* AIM OF THE EXERCISE *
Once you reach the line containing "pub struct FetchOutcome" in the entries below, write out that line and each one after it down to the line containing "let loader = ChannelLoader::new(source, config.paging.clone());", exactly and with nothing added.

* DATA SUPPLIED *
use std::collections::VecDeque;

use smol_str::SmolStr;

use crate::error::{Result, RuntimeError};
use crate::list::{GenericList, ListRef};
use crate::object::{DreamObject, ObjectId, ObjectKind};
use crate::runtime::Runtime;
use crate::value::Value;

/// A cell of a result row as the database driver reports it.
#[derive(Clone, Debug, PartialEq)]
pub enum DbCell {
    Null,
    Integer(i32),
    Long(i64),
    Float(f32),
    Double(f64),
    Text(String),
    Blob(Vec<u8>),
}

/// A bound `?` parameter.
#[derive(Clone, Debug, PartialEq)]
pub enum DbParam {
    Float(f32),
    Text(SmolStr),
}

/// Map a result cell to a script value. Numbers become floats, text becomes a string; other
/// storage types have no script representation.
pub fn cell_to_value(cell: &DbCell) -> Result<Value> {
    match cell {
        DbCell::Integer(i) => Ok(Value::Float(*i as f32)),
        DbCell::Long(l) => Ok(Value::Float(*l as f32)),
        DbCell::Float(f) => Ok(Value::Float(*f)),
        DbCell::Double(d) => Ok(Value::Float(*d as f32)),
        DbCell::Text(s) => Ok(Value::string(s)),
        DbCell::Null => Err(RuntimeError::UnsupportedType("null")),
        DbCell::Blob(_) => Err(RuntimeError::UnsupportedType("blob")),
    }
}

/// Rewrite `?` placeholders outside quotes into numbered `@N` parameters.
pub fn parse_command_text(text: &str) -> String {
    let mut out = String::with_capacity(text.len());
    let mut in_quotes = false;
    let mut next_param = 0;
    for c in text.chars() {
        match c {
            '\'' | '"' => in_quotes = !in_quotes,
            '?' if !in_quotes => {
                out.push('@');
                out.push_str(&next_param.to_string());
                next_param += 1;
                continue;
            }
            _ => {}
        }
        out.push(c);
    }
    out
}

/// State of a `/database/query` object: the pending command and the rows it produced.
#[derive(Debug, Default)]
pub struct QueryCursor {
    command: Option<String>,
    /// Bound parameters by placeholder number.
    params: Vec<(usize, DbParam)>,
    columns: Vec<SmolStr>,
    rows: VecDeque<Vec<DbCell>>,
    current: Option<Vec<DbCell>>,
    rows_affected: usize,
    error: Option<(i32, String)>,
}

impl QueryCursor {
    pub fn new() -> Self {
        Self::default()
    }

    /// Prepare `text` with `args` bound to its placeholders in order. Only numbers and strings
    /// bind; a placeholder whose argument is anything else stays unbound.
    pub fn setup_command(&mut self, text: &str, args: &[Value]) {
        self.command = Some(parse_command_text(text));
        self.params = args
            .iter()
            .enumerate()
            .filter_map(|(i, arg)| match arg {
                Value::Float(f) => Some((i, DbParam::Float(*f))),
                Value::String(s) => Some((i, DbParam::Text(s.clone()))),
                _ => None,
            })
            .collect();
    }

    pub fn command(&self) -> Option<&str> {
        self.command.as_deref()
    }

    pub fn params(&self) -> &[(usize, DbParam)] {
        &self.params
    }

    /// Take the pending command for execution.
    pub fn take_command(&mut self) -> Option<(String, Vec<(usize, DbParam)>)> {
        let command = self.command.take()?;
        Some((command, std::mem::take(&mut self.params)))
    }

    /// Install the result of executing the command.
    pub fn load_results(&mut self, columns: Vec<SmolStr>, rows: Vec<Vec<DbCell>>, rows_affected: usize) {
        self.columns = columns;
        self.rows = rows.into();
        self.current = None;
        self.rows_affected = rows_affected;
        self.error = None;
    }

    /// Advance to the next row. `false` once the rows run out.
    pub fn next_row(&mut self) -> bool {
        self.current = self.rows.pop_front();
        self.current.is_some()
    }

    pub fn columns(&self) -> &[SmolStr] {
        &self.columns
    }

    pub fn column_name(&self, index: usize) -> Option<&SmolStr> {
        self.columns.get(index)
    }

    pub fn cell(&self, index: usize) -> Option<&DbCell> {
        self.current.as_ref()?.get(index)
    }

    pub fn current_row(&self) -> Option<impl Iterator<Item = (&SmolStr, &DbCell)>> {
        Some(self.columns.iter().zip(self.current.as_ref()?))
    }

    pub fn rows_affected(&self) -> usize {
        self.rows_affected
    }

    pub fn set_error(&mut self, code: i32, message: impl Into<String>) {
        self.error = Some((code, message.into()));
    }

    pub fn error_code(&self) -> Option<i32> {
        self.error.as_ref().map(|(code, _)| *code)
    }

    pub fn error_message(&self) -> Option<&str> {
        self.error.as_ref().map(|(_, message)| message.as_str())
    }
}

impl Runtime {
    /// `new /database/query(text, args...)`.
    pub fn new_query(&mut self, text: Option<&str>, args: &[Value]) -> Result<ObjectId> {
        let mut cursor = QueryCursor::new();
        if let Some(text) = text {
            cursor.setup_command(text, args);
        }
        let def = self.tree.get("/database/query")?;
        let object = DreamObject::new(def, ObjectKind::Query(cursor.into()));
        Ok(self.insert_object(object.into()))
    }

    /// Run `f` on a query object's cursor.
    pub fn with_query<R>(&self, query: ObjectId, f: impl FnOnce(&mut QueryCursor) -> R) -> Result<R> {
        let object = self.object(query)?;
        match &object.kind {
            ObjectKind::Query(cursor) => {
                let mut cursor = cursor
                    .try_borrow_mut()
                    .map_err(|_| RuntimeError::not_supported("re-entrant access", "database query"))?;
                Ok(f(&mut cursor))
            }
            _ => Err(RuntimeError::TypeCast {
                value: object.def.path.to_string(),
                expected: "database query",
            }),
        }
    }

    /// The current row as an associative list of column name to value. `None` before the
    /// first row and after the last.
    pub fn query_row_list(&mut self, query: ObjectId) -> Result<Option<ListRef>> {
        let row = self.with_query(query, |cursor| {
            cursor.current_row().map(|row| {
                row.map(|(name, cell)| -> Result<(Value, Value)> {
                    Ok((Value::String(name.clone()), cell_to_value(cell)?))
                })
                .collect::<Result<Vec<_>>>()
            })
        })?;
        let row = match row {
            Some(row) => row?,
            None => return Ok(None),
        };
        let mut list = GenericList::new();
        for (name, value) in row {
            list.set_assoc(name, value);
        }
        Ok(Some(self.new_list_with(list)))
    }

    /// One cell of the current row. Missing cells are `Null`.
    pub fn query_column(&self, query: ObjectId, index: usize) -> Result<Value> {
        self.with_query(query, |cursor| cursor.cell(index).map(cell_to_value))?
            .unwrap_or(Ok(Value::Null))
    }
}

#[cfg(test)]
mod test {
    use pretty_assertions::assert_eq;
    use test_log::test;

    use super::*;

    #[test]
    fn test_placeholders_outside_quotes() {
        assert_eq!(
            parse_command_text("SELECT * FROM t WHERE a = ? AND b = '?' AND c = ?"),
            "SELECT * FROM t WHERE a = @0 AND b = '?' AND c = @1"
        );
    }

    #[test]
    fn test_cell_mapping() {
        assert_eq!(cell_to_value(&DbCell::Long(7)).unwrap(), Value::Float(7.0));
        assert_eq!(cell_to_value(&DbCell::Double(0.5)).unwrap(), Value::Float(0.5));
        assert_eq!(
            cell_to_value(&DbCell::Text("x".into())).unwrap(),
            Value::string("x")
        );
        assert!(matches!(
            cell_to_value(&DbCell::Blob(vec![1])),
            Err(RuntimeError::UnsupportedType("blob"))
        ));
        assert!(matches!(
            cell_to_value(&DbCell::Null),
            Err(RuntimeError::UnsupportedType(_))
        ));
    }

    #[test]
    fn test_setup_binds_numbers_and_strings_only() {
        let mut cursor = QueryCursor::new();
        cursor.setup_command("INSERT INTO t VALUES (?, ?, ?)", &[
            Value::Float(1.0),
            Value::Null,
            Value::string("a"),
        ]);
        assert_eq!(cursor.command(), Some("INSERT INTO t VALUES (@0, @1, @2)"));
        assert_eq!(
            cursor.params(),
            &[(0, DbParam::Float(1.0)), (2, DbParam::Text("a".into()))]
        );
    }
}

---

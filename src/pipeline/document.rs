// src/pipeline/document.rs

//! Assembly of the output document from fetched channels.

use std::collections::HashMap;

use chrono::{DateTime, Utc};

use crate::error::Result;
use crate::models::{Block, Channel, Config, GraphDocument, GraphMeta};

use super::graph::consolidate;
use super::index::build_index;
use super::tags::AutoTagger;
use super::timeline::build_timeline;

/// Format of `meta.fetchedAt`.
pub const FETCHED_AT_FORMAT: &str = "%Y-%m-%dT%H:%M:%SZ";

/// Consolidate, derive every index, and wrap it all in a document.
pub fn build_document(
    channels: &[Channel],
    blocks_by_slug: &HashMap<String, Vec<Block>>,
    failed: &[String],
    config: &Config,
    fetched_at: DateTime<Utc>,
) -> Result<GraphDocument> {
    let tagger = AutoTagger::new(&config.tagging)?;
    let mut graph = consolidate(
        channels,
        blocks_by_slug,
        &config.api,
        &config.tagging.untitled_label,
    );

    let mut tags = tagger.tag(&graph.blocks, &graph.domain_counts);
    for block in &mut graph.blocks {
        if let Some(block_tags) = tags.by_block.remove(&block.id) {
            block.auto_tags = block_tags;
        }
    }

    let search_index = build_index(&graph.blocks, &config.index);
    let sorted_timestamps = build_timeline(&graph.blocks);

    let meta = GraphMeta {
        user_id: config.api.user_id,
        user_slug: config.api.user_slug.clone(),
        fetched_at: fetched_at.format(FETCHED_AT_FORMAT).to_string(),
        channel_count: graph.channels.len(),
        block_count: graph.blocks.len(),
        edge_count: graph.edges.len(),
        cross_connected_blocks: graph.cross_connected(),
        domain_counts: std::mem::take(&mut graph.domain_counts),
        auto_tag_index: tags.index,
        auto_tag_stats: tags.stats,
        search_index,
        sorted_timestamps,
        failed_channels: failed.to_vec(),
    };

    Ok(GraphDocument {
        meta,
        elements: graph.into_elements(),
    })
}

--

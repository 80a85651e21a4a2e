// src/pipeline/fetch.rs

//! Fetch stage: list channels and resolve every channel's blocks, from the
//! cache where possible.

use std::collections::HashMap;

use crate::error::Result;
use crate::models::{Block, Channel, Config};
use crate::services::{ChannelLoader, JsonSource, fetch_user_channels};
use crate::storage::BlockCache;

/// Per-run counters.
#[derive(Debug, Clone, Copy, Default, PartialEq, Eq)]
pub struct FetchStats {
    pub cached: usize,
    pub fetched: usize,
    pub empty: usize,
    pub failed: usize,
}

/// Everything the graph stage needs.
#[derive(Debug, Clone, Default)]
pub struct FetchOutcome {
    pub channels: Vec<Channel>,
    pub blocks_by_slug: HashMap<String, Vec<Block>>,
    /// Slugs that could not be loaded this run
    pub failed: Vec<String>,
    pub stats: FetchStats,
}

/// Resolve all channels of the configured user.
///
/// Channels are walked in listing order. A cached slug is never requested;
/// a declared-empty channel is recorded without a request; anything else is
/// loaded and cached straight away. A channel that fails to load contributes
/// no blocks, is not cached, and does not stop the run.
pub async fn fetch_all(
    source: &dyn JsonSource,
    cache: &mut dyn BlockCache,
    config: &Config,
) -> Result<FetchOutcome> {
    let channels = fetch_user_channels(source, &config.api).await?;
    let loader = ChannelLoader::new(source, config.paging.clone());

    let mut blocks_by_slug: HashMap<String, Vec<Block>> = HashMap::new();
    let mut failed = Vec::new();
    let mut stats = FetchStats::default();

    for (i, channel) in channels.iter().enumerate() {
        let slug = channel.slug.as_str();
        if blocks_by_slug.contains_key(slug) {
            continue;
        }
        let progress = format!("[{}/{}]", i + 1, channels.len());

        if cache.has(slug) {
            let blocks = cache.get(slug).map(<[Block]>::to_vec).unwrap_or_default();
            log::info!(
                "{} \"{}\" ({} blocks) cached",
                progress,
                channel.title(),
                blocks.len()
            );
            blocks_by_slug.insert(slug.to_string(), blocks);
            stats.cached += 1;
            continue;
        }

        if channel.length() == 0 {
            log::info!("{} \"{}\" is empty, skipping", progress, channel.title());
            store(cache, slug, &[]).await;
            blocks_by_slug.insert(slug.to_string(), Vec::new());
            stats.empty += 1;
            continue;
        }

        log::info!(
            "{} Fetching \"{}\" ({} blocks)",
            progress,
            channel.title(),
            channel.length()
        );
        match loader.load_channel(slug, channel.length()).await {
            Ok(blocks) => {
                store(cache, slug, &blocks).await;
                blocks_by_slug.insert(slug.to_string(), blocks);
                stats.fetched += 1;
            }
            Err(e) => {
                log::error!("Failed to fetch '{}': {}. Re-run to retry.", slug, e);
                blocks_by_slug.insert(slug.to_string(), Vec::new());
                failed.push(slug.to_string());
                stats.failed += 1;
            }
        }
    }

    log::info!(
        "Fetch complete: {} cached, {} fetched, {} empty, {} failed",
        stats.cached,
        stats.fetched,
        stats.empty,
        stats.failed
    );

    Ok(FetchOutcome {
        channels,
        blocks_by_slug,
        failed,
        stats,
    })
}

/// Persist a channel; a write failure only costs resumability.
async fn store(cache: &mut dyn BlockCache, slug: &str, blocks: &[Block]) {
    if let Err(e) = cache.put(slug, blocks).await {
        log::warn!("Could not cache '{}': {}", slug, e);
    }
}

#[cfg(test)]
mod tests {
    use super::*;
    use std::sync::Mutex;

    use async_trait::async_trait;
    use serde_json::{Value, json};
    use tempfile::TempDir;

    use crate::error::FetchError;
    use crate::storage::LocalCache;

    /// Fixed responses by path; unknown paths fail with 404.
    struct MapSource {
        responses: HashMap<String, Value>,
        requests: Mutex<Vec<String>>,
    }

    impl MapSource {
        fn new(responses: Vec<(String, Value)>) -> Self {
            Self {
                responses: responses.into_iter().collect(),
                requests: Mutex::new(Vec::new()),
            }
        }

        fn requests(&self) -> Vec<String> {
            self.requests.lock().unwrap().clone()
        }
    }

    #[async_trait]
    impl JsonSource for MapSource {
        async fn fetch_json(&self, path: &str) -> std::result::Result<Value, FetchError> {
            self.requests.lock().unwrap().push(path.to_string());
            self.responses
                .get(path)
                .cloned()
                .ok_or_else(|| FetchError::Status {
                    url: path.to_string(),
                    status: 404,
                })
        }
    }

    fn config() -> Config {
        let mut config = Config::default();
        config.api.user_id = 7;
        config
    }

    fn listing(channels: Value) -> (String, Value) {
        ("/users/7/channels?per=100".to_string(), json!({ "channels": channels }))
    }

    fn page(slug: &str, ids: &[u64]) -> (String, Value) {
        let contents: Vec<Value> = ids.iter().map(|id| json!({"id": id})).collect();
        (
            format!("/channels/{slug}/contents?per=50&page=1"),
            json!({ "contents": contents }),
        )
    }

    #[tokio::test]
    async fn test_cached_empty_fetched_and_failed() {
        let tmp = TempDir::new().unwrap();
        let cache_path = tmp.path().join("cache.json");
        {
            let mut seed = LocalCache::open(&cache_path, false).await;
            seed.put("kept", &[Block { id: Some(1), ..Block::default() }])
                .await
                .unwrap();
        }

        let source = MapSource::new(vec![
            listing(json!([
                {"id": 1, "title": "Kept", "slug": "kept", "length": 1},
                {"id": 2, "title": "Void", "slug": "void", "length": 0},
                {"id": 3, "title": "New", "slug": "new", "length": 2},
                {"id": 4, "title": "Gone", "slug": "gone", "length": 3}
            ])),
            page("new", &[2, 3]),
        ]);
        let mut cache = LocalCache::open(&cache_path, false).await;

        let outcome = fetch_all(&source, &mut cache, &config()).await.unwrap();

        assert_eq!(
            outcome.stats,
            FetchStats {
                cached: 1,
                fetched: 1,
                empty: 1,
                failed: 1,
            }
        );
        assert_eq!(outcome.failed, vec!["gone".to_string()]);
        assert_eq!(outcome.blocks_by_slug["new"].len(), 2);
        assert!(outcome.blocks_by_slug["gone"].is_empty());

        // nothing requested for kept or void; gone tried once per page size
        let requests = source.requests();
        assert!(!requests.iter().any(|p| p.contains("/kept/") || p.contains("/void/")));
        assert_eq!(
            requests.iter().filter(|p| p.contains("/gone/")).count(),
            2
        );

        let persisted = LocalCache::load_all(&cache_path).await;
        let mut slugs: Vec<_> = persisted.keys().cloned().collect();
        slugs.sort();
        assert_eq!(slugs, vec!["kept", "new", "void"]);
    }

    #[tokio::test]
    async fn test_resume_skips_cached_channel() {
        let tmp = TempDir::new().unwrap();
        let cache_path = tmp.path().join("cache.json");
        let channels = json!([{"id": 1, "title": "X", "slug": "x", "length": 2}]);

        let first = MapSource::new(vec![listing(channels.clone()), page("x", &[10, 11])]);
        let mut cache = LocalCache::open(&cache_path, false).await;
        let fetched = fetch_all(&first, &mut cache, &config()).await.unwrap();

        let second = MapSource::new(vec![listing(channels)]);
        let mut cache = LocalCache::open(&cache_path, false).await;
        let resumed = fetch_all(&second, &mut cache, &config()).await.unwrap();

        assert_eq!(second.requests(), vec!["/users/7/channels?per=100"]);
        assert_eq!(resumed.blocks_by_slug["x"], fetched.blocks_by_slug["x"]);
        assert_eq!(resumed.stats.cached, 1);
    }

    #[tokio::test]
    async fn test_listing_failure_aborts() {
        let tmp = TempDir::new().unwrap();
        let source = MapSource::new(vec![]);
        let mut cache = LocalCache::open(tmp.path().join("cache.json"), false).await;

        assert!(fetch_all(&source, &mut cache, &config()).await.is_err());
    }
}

* WORKED SOLUTION *
pub struct FetchOutcome {
    pub channels: Vec<Channel>,
    pub blocks_by_slug: HashMap<String, Vec<Block>>,
    /// Slugs that could not be loaded this run
    pub failed: Vec<String>,
    pub stats: FetchStats,
}

/// Resolve all channels of the configured user.
///
/// Channels are walked in listing order. A cached slug is never requested;
/// a declared-empty channel is recorded without a request; anything else is
/// loaded and cached straight away. A channel that fails to load contributes
/// no blocks, is not cached, and does not stop the run.
pub async fn fetch_all(
    source: &dyn JsonSource,
    cache: &mut dyn BlockCache,
    config: &Config,
) -> Result<FetchOutcome> {
    let channels = fetch_user_channels(source, &config.api).await?;
    let loader = ChannelLoader::new(source, config.paging.clone());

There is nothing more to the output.